Sigona Golf Club sits to the northwest of Nairobi in Kikuya, just off the main road to Lake Naivasha, on a hilly site that was once a wattle tree plantation. Designed by the accomplished English course designer Tom Simpson and opened in 1938, the course lies near the Rift Valley, some six and a half thousand feet above sea level.
The original 9-hole layout was routed around an elephant watering hole, which is the reason for that large mammal’s head appearing on the logo for the club. The current 18-hole course was substantially modified in the 1970s with the introduction of bunkers and the shortening of several holes to reduce the par from 74 to 72.

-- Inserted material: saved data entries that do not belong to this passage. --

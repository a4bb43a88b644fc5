//! Invoice-fetch API client
//!
//! The invoice API has returned three response shapes over time: a raw
//! base64 string, `{"pdf": "..."}` and `{"data": "..."}`. The decode here
//! is an explicit variant type rather than ad-hoc property probing, and it
//! fails with a named error when none of the shapes match.

use crate::error::{Error, Result};
use crate::relay::capability::InvoiceFetcher;
use async_trait::async_trait;
use base64::Engine;
use futures_util::StreamExt;
use serde::Deserialize;
use std::time::Duration;

/// Response shapes the invoice API is known to return
#[derive(Debug, Deserialize)]
#[serde(untagged)]
enum InvoicePdfResponse {
    /// `{"pdf": "<base64>"}` — preferred when both fields are present
    Wrapped { pdf: String },
    /// `{"data": "<base64>"}`
    Data { data: String },
    /// A bare JSON string of base64
    Raw(String),
}

impl InvoicePdfResponse {
    fn into_base64(self) -> String {
        match self {
            InvoicePdfResponse::Wrapped { pdf } => pdf,
            InvoicePdfResponse::Data { data } => data,
            InvoicePdfResponse::Raw(raw) => raw,
        }
    }
}

/// Decode an invoice API body into its base64 payload. Accepts the three
/// JSON shapes above plus a plain-text base64 body; anything else fails
/// fast with [`Error::InvoiceFetch`].
pub fn decode_invoice_response(body: &[u8]) -> Result<String> {
    if let Ok(parsed) = serde_json::from_slice::<InvoicePdfResponse>(body) {
        let base64_payload = parsed.into_base64();
        if base64_payload.trim().is_empty() {
            return Err(Error::InvoiceFetch {
                reason: "response carried an empty PDF payload".to_string(),
            });
        }
        return Ok(base64_payload);
    }

    // Some deployments return the base64 text unquoted
    if let Ok(text) = std::str::from_utf8(body) {
        let trimmed = text.trim();
        let engine = base64::engine::general_purpose::STANDARD;
        if !trimmed.is_empty() && engine.decode(trimmed).is_ok() {
            return Ok(trimmed.to_string());
        }
    }

    Err(Error::InvoiceFetch {
        reason: "response carried neither a base64 string nor a pdf/data field".to_string(),
    })
}

/// HTTP client for the invoice-fetch API
pub struct HttpInvoiceFetcher {
    client: reqwest::Client,
    endpoint: String,
    max_response_bytes: u64,
}

impl HttpInvoiceFetcher {
    /// Build a client for `endpoint` with a request timeout and a cap on
    /// the response body size.
    pub fn new(
        endpoint: impl Into<String>,
        timeout_secs: u64,
        max_response_mb: f64,
    ) -> Result<Self> {
        let client = reqwest::Client::builder()
            .timeout(Duration::from_secs(timeout_secs))
            .build()
            .map_err(Error::HttpRequest)?;

        Ok(Self {
            client,
            endpoint: endpoint.into(),
            max_response_bytes: (max_response_mb * 1024.0 * 1024.0) as u64,
        })
    }

    /// Build a fetcher from the relay configuration: the configured fetch
    /// timeout, capped at the transport-level admission size.
    pub fn from_config(endpoint: impl Into<String>, config: &crate::config::RelayConfig) -> Result<Self> {
        Self::new(
            endpoint,
            config.invoice_fetch_timeout_secs,
            config.transport_cap_mb,
        )
    }
}

#[async_trait]
impl InvoiceFetcher for HttpInvoiceFetcher {
    async fn fetch_invoice_pdf_base64(&self, token: &str, path: &str) -> Result<String> {
        let response = self
            .client
            .post(&self.endpoint)
            .bearer_auth(token)
            .json(&serde_json::json!({ "path": path }))
            .send()
            .await?;

        if !response.status().is_success() {
            return Err(Error::InvoiceFetch {
                reason: format!("HTTP status {}", response.status()),
            });
        }

        if let Some(content_length) = response.content_length() {
            if content_length > self.max_response_bytes {
                return Err(Error::InvoiceFetch {
                    reason: format!(
                        "response of {} bytes exceeds the {} byte cap",
                        content_length, self.max_response_bytes
                    ),
                });
            }
        }

        // Stream the body with incremental size checking to avoid holding
        // an unbounded response in memory
        let mut body = Vec::new();
        let mut stream = response.bytes_stream();
        while let Some(chunk) = stream.next().await {
            let chunk = chunk.map_err(Error::HttpRequest)?;
            body.extend_from_slice(&chunk);
            if body.len() as u64 > self.max_response_bytes {
                return Err(Error::InvoiceFetch {
                    reason: format!(
                        "response exceeded the {} byte cap",
                        self.max_response_bytes
                    ),
                });
            }
        }

        tracing::debug!(bytes = body.len(), "invoice API response received");
        decode_invoice_response(&body)
    }
}

#[cfg(test)]
mod tests {
    use super::*;

    #[test]
    fn test_decode_wrapped_pdf_field() {
        let body = br#"{"pdf": "JVBERi0xLjQ="}"#;
        assert_eq!(decode_invoice_response(body).unwrap(), "JVBERi0xLjQ=");
    }

    #[test]
    fn test_decode_data_field() {
        let body = br#"{"data": "JVBERi0xLjQ="}"#;
        assert_eq!(decode_invoice_response(body).unwrap(), "JVBERi0xLjQ=");
    }

    #[test]
    fn test_decode_prefers_pdf_over_data() {
        let body = br#"{"pdf": "Zmlyc3Q=", "data": "c2Vjb25k"}"#;
        assert_eq!(decode_invoice_response(body).unwrap(), "Zmlyc3Q=");
    }

    #[test]
    fn test_decode_raw_json_string() {
        let body = br#""JVBERi0xLjQ=""#;
        assert_eq!(decode_invoice_response(body).unwrap(), "JVBERi0xLjQ=");
    }

    #[test]
    fn test_decode_plain_text_base64() {
        let body = b"JVBERi0xLjQ=\n";
        assert_eq!(decode_invoice_response(body).unwrap(), "JVBERi0xLjQ=");
    }

    #[test]
    fn test_decode_rejects_unknown_shape() {
        let body = br#"{"status": "error"}"#;
        assert!(matches!(
            decode_invoice_response(body),
            Err(Error::InvoiceFetch { .. })
        ));
    }

    #[test]
    fn test_decode_rejects_empty_payload() {
        let body = br#"{"pdf": ""}"#;
        assert!(matches!(
            decode_invoice_response(body),
            Err(Error::InvoiceFetch { .. })
        ));
    }
}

Sigona may be famed in Kenya for its lush fairways but the convoluted contours also make this a tough track to play – no more so than at the 465-yard, par four 7th, rated stroke index 1 on the scorecard. Played from one of the few non-elevated tees on the course, the hole doglegs sharply to the left, and as the fairway slopes from right to left, a difficult awkward lie will almost certainly be faced for the long approach to a green tucked into the hillside on the right.
The clubhouse is situated just off the very busy main highway that connects Nairobi with the Kenyan interior. Once you enter through the front door however, the noisy air-polluted outside world is left far behind, allowing you the chance to savour a classic old design from Tom Simpson, one of golf’s most accomplished architects.
Many alterations have been made to the course since it was first brought into play more than three quarters of a century ago (in particular, the introduction of the water-fronted par three 11th is one rather unwelcome “modification” that sticks out like a sore thumb) but there’s still plenty of the original course layout to relish.
The 7th is a fabulous par four, veering left to a green that’s benched into a small slope, and it’s followed a couple of holes later by a terrific par five which sweeps left to an elevated green sitting at the foot of a small escarpment.
This ridge of high ground is then used for similar strategic effect at holes 12, 15 and 17, where suitably raised greens force golfers to play approach shots to well-bunkered, semi-blind putting surfaces.
As a slight grumble, a number of the Sigona fairways would benefit from a program of tree removal to improve playability; for example, the gap through the trees from the 8th tee must be only fifteen yards wide and the old overhanging tree that sits short and left of the home green actually has two wooden supports to stop it from falling onto the fairway -- making it a prime candidate for some much needed chainsaw attention.
The course may lack some of the polish of the other top Nairobi golf clubs, nevertheless, as a decidedly decent test of golf -- where an unaccompanied weekend round with a caddie costs less than 30 quid -- this charming old track more than holds its own against any of the others.